-- Task directions --
Output the full listing verbatim.

-- Records provided --
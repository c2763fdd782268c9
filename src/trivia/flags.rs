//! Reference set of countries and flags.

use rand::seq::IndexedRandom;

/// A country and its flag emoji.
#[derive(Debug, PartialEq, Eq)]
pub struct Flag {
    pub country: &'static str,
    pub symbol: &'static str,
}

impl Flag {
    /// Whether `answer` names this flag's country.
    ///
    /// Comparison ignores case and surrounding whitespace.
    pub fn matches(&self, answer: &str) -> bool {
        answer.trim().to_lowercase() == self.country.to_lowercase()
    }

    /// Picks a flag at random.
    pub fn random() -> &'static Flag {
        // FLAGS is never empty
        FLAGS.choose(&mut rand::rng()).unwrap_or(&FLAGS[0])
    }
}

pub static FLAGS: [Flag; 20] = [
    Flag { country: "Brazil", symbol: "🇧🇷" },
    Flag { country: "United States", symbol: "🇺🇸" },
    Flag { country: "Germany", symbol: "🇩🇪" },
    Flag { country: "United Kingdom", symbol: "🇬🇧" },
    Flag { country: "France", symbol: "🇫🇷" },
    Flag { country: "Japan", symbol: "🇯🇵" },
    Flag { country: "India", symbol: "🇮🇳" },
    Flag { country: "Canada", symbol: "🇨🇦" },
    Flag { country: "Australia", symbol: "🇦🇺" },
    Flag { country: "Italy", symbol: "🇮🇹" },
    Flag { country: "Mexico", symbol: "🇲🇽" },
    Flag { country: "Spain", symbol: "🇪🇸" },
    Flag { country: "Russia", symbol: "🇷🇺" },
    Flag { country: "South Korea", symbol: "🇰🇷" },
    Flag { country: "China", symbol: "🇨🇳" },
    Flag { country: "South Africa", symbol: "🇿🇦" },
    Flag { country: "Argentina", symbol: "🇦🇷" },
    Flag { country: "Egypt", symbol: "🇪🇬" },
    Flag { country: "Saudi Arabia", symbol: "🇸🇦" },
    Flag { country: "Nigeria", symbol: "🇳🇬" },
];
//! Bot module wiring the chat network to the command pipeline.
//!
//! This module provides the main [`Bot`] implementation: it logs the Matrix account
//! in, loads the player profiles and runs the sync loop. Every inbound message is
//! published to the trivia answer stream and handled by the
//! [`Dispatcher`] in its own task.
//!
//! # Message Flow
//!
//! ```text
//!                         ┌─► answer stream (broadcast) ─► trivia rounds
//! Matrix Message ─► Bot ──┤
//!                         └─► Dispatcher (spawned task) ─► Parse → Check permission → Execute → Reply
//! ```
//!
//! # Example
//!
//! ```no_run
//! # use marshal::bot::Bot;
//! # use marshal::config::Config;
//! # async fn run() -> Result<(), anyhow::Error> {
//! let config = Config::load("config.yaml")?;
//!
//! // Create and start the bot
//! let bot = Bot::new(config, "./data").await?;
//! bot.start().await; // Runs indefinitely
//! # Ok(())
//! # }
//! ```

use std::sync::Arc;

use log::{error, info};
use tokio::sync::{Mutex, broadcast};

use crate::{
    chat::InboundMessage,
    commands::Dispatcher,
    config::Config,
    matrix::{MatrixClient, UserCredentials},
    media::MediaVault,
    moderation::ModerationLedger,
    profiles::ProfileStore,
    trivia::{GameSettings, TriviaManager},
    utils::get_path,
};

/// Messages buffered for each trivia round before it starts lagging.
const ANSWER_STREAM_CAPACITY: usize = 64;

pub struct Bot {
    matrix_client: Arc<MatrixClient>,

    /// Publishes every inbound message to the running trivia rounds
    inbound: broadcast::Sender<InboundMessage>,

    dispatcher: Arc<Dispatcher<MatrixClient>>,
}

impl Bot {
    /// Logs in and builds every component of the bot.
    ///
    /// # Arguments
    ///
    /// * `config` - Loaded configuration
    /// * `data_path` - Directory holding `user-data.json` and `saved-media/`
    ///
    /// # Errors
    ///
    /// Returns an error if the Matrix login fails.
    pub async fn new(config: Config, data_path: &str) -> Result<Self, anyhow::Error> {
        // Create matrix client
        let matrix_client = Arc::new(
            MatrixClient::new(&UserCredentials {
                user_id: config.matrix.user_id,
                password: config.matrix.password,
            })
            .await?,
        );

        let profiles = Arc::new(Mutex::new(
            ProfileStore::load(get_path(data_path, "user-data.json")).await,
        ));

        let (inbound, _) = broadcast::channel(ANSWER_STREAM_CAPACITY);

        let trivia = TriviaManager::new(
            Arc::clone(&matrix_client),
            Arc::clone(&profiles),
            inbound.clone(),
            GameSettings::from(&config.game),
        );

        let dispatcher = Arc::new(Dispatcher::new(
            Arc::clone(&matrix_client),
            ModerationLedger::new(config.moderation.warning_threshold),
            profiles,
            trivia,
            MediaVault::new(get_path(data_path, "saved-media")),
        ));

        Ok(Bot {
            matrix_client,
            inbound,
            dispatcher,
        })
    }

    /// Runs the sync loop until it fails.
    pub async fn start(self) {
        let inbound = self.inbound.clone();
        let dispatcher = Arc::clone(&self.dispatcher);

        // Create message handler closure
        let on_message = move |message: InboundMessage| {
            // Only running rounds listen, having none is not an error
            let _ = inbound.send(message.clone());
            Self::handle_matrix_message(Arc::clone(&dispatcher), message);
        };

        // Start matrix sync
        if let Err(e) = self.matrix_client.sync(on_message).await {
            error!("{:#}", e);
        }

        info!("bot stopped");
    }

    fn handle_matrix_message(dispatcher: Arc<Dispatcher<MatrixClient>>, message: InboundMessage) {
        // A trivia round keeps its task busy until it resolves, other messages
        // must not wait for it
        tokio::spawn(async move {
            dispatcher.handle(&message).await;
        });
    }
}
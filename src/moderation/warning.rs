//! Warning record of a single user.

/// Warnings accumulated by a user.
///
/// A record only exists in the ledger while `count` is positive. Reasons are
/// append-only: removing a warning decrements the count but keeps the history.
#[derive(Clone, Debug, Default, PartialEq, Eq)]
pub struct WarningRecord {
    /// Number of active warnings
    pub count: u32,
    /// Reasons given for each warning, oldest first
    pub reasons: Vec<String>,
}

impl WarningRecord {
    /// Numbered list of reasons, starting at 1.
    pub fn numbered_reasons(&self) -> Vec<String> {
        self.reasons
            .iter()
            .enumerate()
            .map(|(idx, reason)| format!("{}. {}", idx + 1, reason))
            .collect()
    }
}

-- Response area --
repository c2763fdd782268c9
filename src/trivia/flags.rs
//! Reference set of countries and flags.

use rand::seq::IndexedRandom;

/// A country and its flag emoji.
#[derive(Debug, PartialEq, Eq)]
pub struct Flag {
    pub country: &'static str,
    pub symbol: &'static str,
}

impl Flag {
    /// Whether `answer` names this flag's country.
    ///
    /// Comparison ignores case and surrounding whitespace.
    pub fn matches(&self, answer: &str) -> bool {
        answer.trim().to_lowercase() == self.country.to_lowercase()
    }

    /// Picks a flag at random.
    pub fn random() -> &'static Flag {
        // FLAGS is never empty
        FLAGS.choose(&mut rand::rng()).unwrap_or(&FLAGS[0])
    }
}

pub static FLAGS: [Flag; 20] = [
    Flag { country: "Brazil", symbol: "🇧🇷" },
    Flag { country: "United States", symbol: "🇺🇸" },
    Flag { country: "Germany", symbol: "🇩🇪" },
    Flag { country: "United Kingdom", symbol: "🇬🇧" },
    Flag { country: "France", symbol: "🇫🇷" },
    Flag { country: "Japan", symbol: "🇯🇵" },
    Flag { country: "India", symbol: "🇮🇳" },
    Flag { country: "Canada", symbol: "🇨🇦" },
    Flag { country: "Australia", symbol: "🇦🇺" },
    Flag { country: "Italy", symbol: "🇮🇹" },
    Flag { country: "Mexico", symbol: "🇲🇽" },
    Flag { country: "Spain", symbol: "🇪🇸" },
    Flag { country: "Russia", symbol: "🇷🇺" },
    Flag { country: "South Korea", symbol: "🇰🇷" },
    Flag { country: "China", symbol: "🇨🇳" },
    Flag { country: "South Africa", symbol: "🇿🇦" },
    Flag { country: "Argentina", symbol: "🇦🇷" },
    Flag { country: "Egypt", symbol: "🇪🇬" },
    Flag { country: "Saudi Arabia", symbol: "🇸🇦" },
    Flag { country: "Nigeria", symbol: "🇳🇬" },
];
//! Bot module wiring the chat network to the command pipeline.
//!
//! This module provides the main [`Bot`] implementation: it logs the Matrix account
//! in, loads the player profiles and runs the sync loop. Every inbound message is
//! published to the trivia answer stream and handled by the
//! [`Dispatcher`] in its own task.
//!
//! # Message Flow
//!
//! ```text
//!                         ┌─► answer stream (broadcast) ─► trivia rounds
//! Matrix Message ─► Bot ──┤
//!                         └─► Dispatcher (spawned task) ─► Parse → Check permission → Execute → Reply
//! ```
//!
//! # Example
//!
//! ```no_run
//! # use marshal::bot::Bot;
//! # use marshal::config::Config;
//! # async fn run() -> Result<(), anyhow::Error> {
//! let config = Config::load("config.yaml")?;
//!
//! // Create and start the bot
//! let bot = Bot::new(config, "./data").await?;
//! bot.start().await; // Runs indefinitely
//! # Ok(())
//! # }
//! ```

use std::sync::Arc;

use log::{error, info};
use tokio::sync::{Mutex, broadcast};

use crate::{
    chat::InboundMessage,
    commands::Dispatcher,
    config::Config,
    matrix::{MatrixClient, UserCredentials},
    media::MediaVault,
    moderation::ModerationLedger,
    profiles::ProfileStore,
    trivia::{GameSettings, TriviaManager},
    utils::get_path,
};

/// Messages buffered for each trivia round before it starts lagging.
const ANSWER_STREAM_CAPACITY: usize = 64;

pub struct Bot {
    matrix_client: Arc<MatrixClient>,

    /// Publishes every inbound message to the running trivia rounds
    inbound: broadcast::Sender<InboundMessage>,

    dispatcher: Arc<Dispatcher<MatrixClient>>,
}

impl Bot {
    /// Logs in and builds every component of the bot.
    ///
    /// # Arguments
    ///
    /// * `config` - Loaded configuration
    /// * `data_path` - Directory holding `user-data.json` and `saved-media/`
    ///
    /// # Errors
    ///
    /// Returns an error if the Matrix login fails.
    pub async fn new(config: Config, data_path: &str) -> Result<Self, anyhow::Error> {
        // Create matrix client
        let matrix_client = Arc::new(
            MatrixClient::new(&UserCredentials {
                user_id: config.matrix.user_id,
                password: config.matrix.password,
            })
            .await?,
        );

        let profiles = Arc::new(Mutex::new(
            ProfileStore::load(get_path(data_path, "user-data.json")).await,
        ));

        let (inbound, _) = broadcast::channel(ANSWER_STREAM_CAPACITY);

        let trivia = TriviaManager::new(
            Arc::clone(&matrix_client),
            Arc::clone(&profiles),
            inbound.clone(),
            GameSettings::from(&config.game),
        );

        let dispatcher = Arc::new(Dispatcher::new(
            Arc::clone(&matrix_client),
            ModerationLedger::new(config.moderation.warning_threshold),
            profiles,
            trivia,
            MediaVault::new(get_path(data_path, "saved-media")),
        ));

        Ok(Bot {
            matrix_client,
            inbound,
            dispatcher,
        })
    }

    /// Runs the sync loop until it fails.
    pub async fn start(self) {
        let inbound = self.inbound.clone();
        let dispatcher = Arc::clone(&self.dispatcher);

        // Create message handler closure
        let on_message = move |message: InboundMessage| {
            // Only running rounds listen, having none is not an error
            let _ = inbound.send(message.clone());
            Self::handle_matrix_message(Arc::clone(&dispatcher), message);
        };

        // Start matrix sync
        if let Err(e) = self.matrix_client.sync(on_message).await {
            error!("{:#}", e);
        }

        info!("bot stopped");
    }

    fn handle_matrix_message(dispatcher: Arc<Dispatcher<MatrixClient>>, message: InboundMessage) {
        // A trivia round keeps its task busy until it resolves, other messages
        // must not wait for it
        tokio::spawn(async move {
            dispatcher.handle(&message).await;
        });
    }
}
filename src/moderation/warning.rs
//! Warning record of a single user.

/// Warnings accumulated by a user.
///
/// A record only exists in the ledger while `count` is positive. Reasons are
/// append-only: removing a warning decrements the count but keeps the history.
#[derive(Clone, Debug, Default, PartialEq, Eq)]
pub struct WarningRecord {
    /// Number of active warnings
    pub count: u32,
    /// Reasons given for each warning, oldest first
    pub reasons: Vec<String>,
}

impl WarningRecord {
    /// Numbered list of reasons, starting at 1.
    pub fn numbered_reasons(&self) -> Vec<String> {
        self.reasons
            .iter()
            .enumerate()
            .map(|(idx, reason)| format!("{}. {}", idx + 1, reason))
            .collect()
    }
}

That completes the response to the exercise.